/// Laplace-smoothed positive-predictive score: `(tp + 1) / (pred + label - tp + 1)`.
///
/// `probs` are sigmoid outputs; a pixel is predicted foreground when its probability exceeds
/// `threshold`. `targets` are soft labels in `0..=1` and contribute their value, not a count.
pub fn ppv_score(probs: &[f32], targets: &[f32], threshold: f32) -> f64 {
    let mut predicted = 0.0f64;
    let mut label = 0.0f64;
    let mut tp = 0.0f64;
    for (p, t) in probs.iter().zip(targets) {
        let t = *t as f64;
        label += t;
        if *p > threshold {
            predicted += 1.0;
            tp += t;
        }
    }
    (tp + 1.0) / (predicted + label - tp + 1.0)
}

/// Streaming mean without storing samples.
#[derive(Debug, Clone, Copy, Default, PartialEq)]
pub struct RunningMean {
    sum: f64,
    count: usize,
}

impl RunningMean {
    pub fn push(&mut self, value: f64) {
        self.sum += value;
        self.count += 1;
    }

    pub fn count(&self) -> usize {
        self.count
    }

    pub fn mean(&self) -> Option<f64> {
        (self.count > 0).then(|| self.sum / self.count as f64)
    }
}
//! Dataset loading for nucleus segmentation.
//!
//! This crate provides utilities for:
//! - Decoding catalog rows into normalized CHW buffers
//! - Six-way geometric augmentation of training pairs
//! - A binary per-split cache that is rebuilt when missing or stale

pub mod aug;
pub mod cache;
pub mod loader;
pub mod types;

pub use aug::{augment, Transform, AUGMENTATIONS};
pub use cache::{cache_path, fingerprint, load_or_build, read_cache, write_cache};
pub use loader::{decode_image, decode_label, load_record, load_records};
pub use types::*;
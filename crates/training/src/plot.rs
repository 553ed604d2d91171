//! Loss-curve artifacts: `loss.csv` always, `loss.png` with the `plots` feature.

use crate::controller::LossHistory;
use std::path::Path;

pub const LOSS_PLOT_TITLE: &str = "Train & Validation Loss";

/// One row per epoch: `epoch,train_loss,val_loss,train_score,val_score`.
pub fn write_loss_csv(path: &Path, history: &LossHistory) -> anyhow::Result<()> {
    let mut writer = csv::Writer::from_path(path)?;
    writer.write_record(["epoch", "train_loss", "val_loss", "train_score", "val_score"])?;
    let cell = |v: Option<&f64>| v.map(|v| v.to_string()).unwrap_or_default();
    for epoch in 0..history.epochs() {
        writer.write_record([
            (epoch + 1).to_string(),
            cell(history.train_loss.get(epoch)),
            cell(history.val_loss.get(epoch)),
            cell(history.train_score.get(epoch)),
            cell(history.val_score.get(epoch)),
        ])?;
    }
    writer.flush()?;
    Ok(())
}

#[cfg(feature = "plots")]
pub fn plot_loss_png(path: &Path, history: &LossHistory) -> anyhow::Result<()> {
    use plotters::prelude::*;

    let draw = || -> Result<(), Box<dyn std::error::Error>> {
        let root = BitMapBackend::new(path, (640, 480)).into_drawing_area();
        root.fill(&WHITE)?;
        let epochs = history.epochs().max(2);
        let y_max = history
            .train_loss
            .iter()
            .chain(history.val_loss.iter())
            .copied()
            .fold(0.0f64, f64::max)
            .max(1e-6);
        let mut chart = ChartBuilder::on(&root)
            .margin(20)
            .caption(LOSS_PLOT_TITLE, ("sans-serif", 22))
            .x_label_area_size(45)
            .y_label_area_size(55)
            .build_cartesian_2d(0usize..epochs - 1, 0.0f64..y_max * 1.05)?;
        chart.configure_mesh().x_desc("Epoch").y_desc("Loss").draw()?;
        chart
            .draw_series(LineSeries::new(
                history.train_loss.iter().copied().enumerate(),
                &BLUE,
            ))?
            .label("Train")
            .legend(|(x, y)| PathElement::new(vec![(x, y), (x + 20, y)], BLUE.filled()));
        chart
            .draw_series(LineSeries::new(
                history.val_loss.iter().copied().enumerate(),
                &RED,
            ))?
            .label("Validation")
            .legend(|(x, y)| PathElement::new(vec![(x, y), (x + 20, y)], RED.filled()));
        chart
            .configure_series_labels()
            .position(SeriesLabelPosition::UpperRight)
            .background_style(&WHITE.mix(0.8))
            .border_style(&BLACK)
            .draw()?;
        root.present()?;
        Ok(())
    };
    draw().map_err(|e| anyhow::anyhow!("failed to plot {}: {e}", path.display()))
}

#[cfg(not(feature = "plots"))]
pub fn plot_loss_png(_path: &Path, _history: &LossHistory) -> anyhow::Result<()> {
    anyhow::bail!("plots feature is not enabled")
}

/// Write `loss.csv` and, when available, `loss.png` under `output`.
pub fn write_loss_artifacts(output: &Path, history: &LossHistory) -> anyhow::Result<()> {
    write_loss_csv(&output.join("loss.csv"), history)?;
    if cfg!(feature = "plots") {
        if let Err(err) = plot_loss_png(&output.join("loss.png"), history) {
            log::warn!("{err}");
        }
    }
    Ok(())
}
use nuclei_seg::RunConfig;
use std::fs;
use std::path::PathBuf;

#[test]
fn partial_file_keeps_defaults_and_derives_catalogs_from_inputs_root() -> anyhow::Result<()> {
    let dir = tempfile::tempdir()?;
    let path = dir.path().join("nuclei-seg.toml");
    fs::write(
        &path,
        r#"
inputs_root = "/data/dsb"
tile_size = 128
seed = 42
"#,
    )?;

    let cfg = RunConfig::from_path(&path)?;
    assert_eq!(cfg.inputs_root, PathBuf::from("/data/dsb"));
    assert_eq!(
        cfg.train_catalog,
        PathBuf::from("/data/dsb/stage_1_train/samples.csv")
    );
    assert_eq!(
        cfg.val_catalog,
        PathBuf::from("/data/dsb/stage_1_test/vsamples.csv")
    );
    assert_eq!(cfg.cache_dir, PathBuf::from("/data/dsb/cropped"));
    assert_eq!(cfg.tile_size, 128);
    assert_eq!(cfg.seed, Some(42));
    assert_eq!(cfg.threshold, 0.5);
    assert_eq!(cfg.checkpoint_every, 10);
    assert_eq!(cfg.test_group, "stage_2_test");
    Ok(())
}

#[test]
fn explicit_paths_win_and_expand_env() -> anyhow::Result<()> {
    std::env::set_var("NUCLEI_SEG_TEST_OUT", "/tmp/nuclei-out");
    let dir = tempfile::tempdir()?;
    let path = dir.path().join("run.toml");
    fs::write(
        &path,
        r#"
test_catalog = "elsewhere/test.csv"
outputs_root = "${NUCLEI_SEG_TEST_OUT}/runs"
test_group = "holdout"
"#,
    )?;

    let cfg = RunConfig::from_path(&path)?;
    assert_eq!(cfg.test_catalog, PathBuf::from("elsewhere/test.csv"));
    assert_eq!(cfg.outputs_root, PathBuf::from("/tmp/nuclei-out/runs"));
    assert_eq!(cfg.test_group, "holdout");
    assert_eq!(cfg.train_catalog, PathBuf::from("inputs/stage_1_train/samples.csv"));
    Ok(())
}

#[test]
fn unknown_keys_are_rejected_and_fall_back_to_defaults() -> anyhow::Result<()> {
    let dir = tempfile::tempdir()?;
    let path = dir.path().join("bad.toml");
    fs::write(&path, "tile = 64\n")?;

    assert!(RunConfig::from_path(&path).is_err());
    assert_eq!(RunConfig::load_or_default(&path), RunConfig::default());
    assert_eq!(
        RunConfig::load_or_default(&dir.path().join("missing.toml")),
        RunConfig::default()
    );
    Ok(())
}
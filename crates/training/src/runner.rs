use crate::checkpoint::{save_checkpoint, CheckpointMeta};
use crate::controller::{EpochReport, EpochRunner, LossHistory};
use crate::loss::tile_loss;
use crate::metric::{ppv_score, RunningMean};
use anyhow::Context;
use burn::optim::{GradientsAccumulator, GradientsParams, Optimizer};
use burn::tensor::activation::sigmoid;
use burn::tensor::backend::{AutodiffBackend, Backend};
use burn::tensor::Tensor;
use burn_dataset::{ChwImage, Dataset};
use models::UNet;
use rand::{rngs::StdRng, seq::SliceRandom, SeedableRng};
use std::path::PathBuf;
use vision_core::partition;

/// Threshold used when scoring training and validation tiles.
pub const SCORE_THRESHOLD: f32 = 0.5;

pub(crate) fn host_vec<B: Backend, const D: usize>(t: Tensor<B, D>) -> anyhow::Result<Vec<f32>> {
    t.into_data()
        .to_vec::<f32>()
        .map_err(|e| anyhow::anyhow!("tensor readback failed: {e:?}"))
}

fn scalar<B: Backend>(t: Tensor<B, 1>) -> anyhow::Result<f64> {
    Ok(host_vec(t)?.first().copied().unwrap_or(0.0) as f64)
}

/// Image and label tiles of one variant, in partition order.
struct TilePairs<B: Backend> {
    images: Vec<Tensor<B, 3>>,
    labels: Vec<Vec<f32>>,
}

fn tile_pair<B: Backend>(
    image: &ChwImage,
    label: &ChwImage,
    tile: usize,
    device: &B::Device,
) -> anyhow::Result<TilePairs<B>> {
    let (images, image_grid) = partition(image.to_tensor::<B>(device), tile)?;
    let (labels, label_grid) = partition(label.to_tensor::<B>(device), tile)?;
    anyhow::ensure!(
        image_grid == label_grid,
        "label grid {label_grid:?} does not match image grid {image_grid:?}"
    );
    let labels = labels
        .into_iter()
        .map(host_vec)
        .collect::<anyhow::Result<Vec<_>>>()?;
    Ok(TilePairs { images, labels })
}

/// Forward, loss, and score for one tile. Returns the loss tensor so callers may backpropagate.
fn forward_tile<B: Backend>(
    model: &UNet<B>,
    image: Tensor<B, 3>,
    label: &[f32],
    device: &B::Device,
) -> anyhow::Result<(Tensor<B, 1>, f64)> {
    let logits = model.forward(image.unsqueeze::<4>());
    let probs = host_vec(sigmoid(logits.clone()))?;
    let targets: Vec<f32> = label.iter().map(|v| v / 255.0).collect();
    let score = ppv_score(&probs, &targets, SCORE_THRESHOLD);
    Ok((tile_loss(logits, label, device), score))
}

/// Drives one U-Net and optimizer over cached datasets.
///
/// Gradients from every training and validation tile of an epoch are summed into one
/// accumulator and applied in a single optimizer step.
pub struct SegmentationRunner<'a, B, O>
where
    B: AutodiffBackend,
    O: Optimizer<UNet<B>, B>,
{
    model: UNet<B>,
    optim: O,
    accumulator: GradientsAccumulator<UNet<B>>,
    pending: usize,
    train: &'a Dataset,
    val: &'a Dataset,
    tile_size: usize,
    seed: Option<u64>,
    output: PathBuf,
    device: B::Device,
}

impl<'a, B, O> SegmentationRunner<'a, B, O>
where
    B: AutodiffBackend,
    O: Optimizer<UNet<B>, B>,
{
    #[allow(clippy::too_many_arguments)]
    pub fn new(
        model: UNet<B>,
        optim: O,
        train: &'a Dataset,
        val: &'a Dataset,
        tile_size: usize,
        seed: Option<u64>,
        output: PathBuf,
        device: B::Device,
    ) -> Self {
        Self {
            model,
            optim,
            accumulator: GradientsAccumulator::new(),
            pending: 0,
            train,
            val,
            tile_size,
            seed,
            output,
            device,
        }
    }

    pub fn model(&self) -> &UNet<B> {
        &self.model
    }

    pub fn into_model(self) -> UNet<B> {
        self.model
    }

    /// Record visiting order for `epoch`; catalog order unless a seed is set.
    fn sample_order(&self, epoch: usize) -> Vec<usize> {
        let mut order: Vec<usize> = (0..self.train.len()).collect();
        if let Some(seed) = self.seed {
            let mut rng = StdRng::seed_from_u64(seed.wrapping_add(epoch as u64));
            order.shuffle(&mut rng);
        }
        order
    }

    fn train_pass(&mut self, epoch: usize) -> anyhow::Result<(RunningMean, RunningMean)> {
        let mut loss = RunningMean::default();
        let mut score = RunningMean::default();
        for idx in self.sample_order(epoch) {
            let record = &self.train.records[idx];
            for (variant, (image, label)) in record.labelled_variants().enumerate() {
                let tiles = tile_pair::<B>(image, label, self.tile_size, &self.device)
                    .with_context(|| format!("sample {} variant {variant}", record.id))?;
                for (tile, label) in tiles.images.into_iter().zip(tiles.labels.iter()) {
                    let (tile_loss, tile_score) =
                        forward_tile(&self.model, tile, label, &self.device)?;
                    loss.push(scalar(tile_loss.clone().detach())?);
                    score.push(tile_score);
                    let grads = GradientsParams::from_grads(tile_loss.backward(), &self.model);
                    self.accumulator.accumulate(&self.model, grads);
                    self.pending += 1;
                }
            }
        }
        Ok((loss, score))
    }

    /// Validation tiles share the training forward path and feed the same accumulator,
    /// so the end-of-epoch step sees their gradients too. No separate update is made.
    fn val_pass(&mut self) -> anyhow::Result<(RunningMean, RunningMean)> {
        let mut loss = RunningMean::default();
        let mut score = RunningMean::default();
        for record in &self.val.records {
            for (image, label) in record.labelled_variants() {
                let tiles = tile_pair::<B>(image, label, self.tile_size, &self.device)
                    .with_context(|| format!("validation sample {}", record.id))?;
                for (tile, label) in tiles.images.into_iter().zip(tiles.labels.iter()) {
                    let (tile_loss, tile_score) =
                        forward_tile(&self.model, tile, label, &self.device)?;
                    loss.push(scalar(tile_loss.clone().detach())?);
                    score.push(tile_score);
                    let grads = GradientsParams::from_grads(tile_loss.backward(), &self.model);
                    self.accumulator.accumulate(&self.model, grads);
                    self.pending += 1;
                }
            }
        }
        Ok((loss, score))
    }

    /// Tiles whose gradients are waiting for the next update.
    pub fn pending(&self) -> usize {
        self.pending
    }
}

impl<B, O> EpochRunner for SegmentationRunner<'_, B, O>
where
    B: AutodiffBackend,
    O: Optimizer<UNet<B>, B>,
{
    fn run_epoch(&mut self, epoch: usize) -> anyhow::Result<EpochReport> {
        let (train_loss, train_score) = self.train_pass(epoch)?;
        let (val_loss, val_score) = self.val_pass()?;
        log::debug!(
            "epoch {}: {} training tiles, {} validation tiles",
            epoch + 1,
            train_loss.count(),
            val_loss.count()
        );
        Ok(EpochReport {
            train_loss: train_loss
                .mean()
                .context("training set produced no tiles")?,
            train_score: train_score.mean().unwrap_or(0.0),
            val_loss: val_loss.mean(),
            val_score: val_score.mean(),
        })
    }

    fn apply_update(&mut self, lr: f64) -> anyhow::Result<()> {
        if self.pending == 0 {
            return Ok(());
        }
        let grads = self.accumulator.grads();
        self.model = self.optim.step(lr, self.model.clone(), grads);
        self.pending = 0;
        Ok(())
    }

    fn checkpoint(
        &mut self,
        epochs_done: usize,
        lr: f64,
        history: &LossHistory,
    ) -> anyhow::Result<()> {
        let meta = CheckpointMeta {
            epoch: epochs_done,
            learning_rate: lr,
            history: history.clone(),
        };
        let dir = save_checkpoint(&self.output, &self.model, &self.optim, &meta)?;
        log::info!("saved checkpoint {}", dir.display());
        Ok(())
    }
}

### Your assignment
Copy every line of the data above, beginning with the first and ending with the line that contains "not a count.", and give nothing more.

### Answer space
/// Laplace-smoothed positive-predictive score: `(tp + 1) / (pred + label - tp + 1)`.
///
/// `probs` are sigmoid outputs; a pixel is predicted foreground when its probability exceeds
/// `threshold`. `targets` are soft labels in `0..=1` and contribute their value, not a count.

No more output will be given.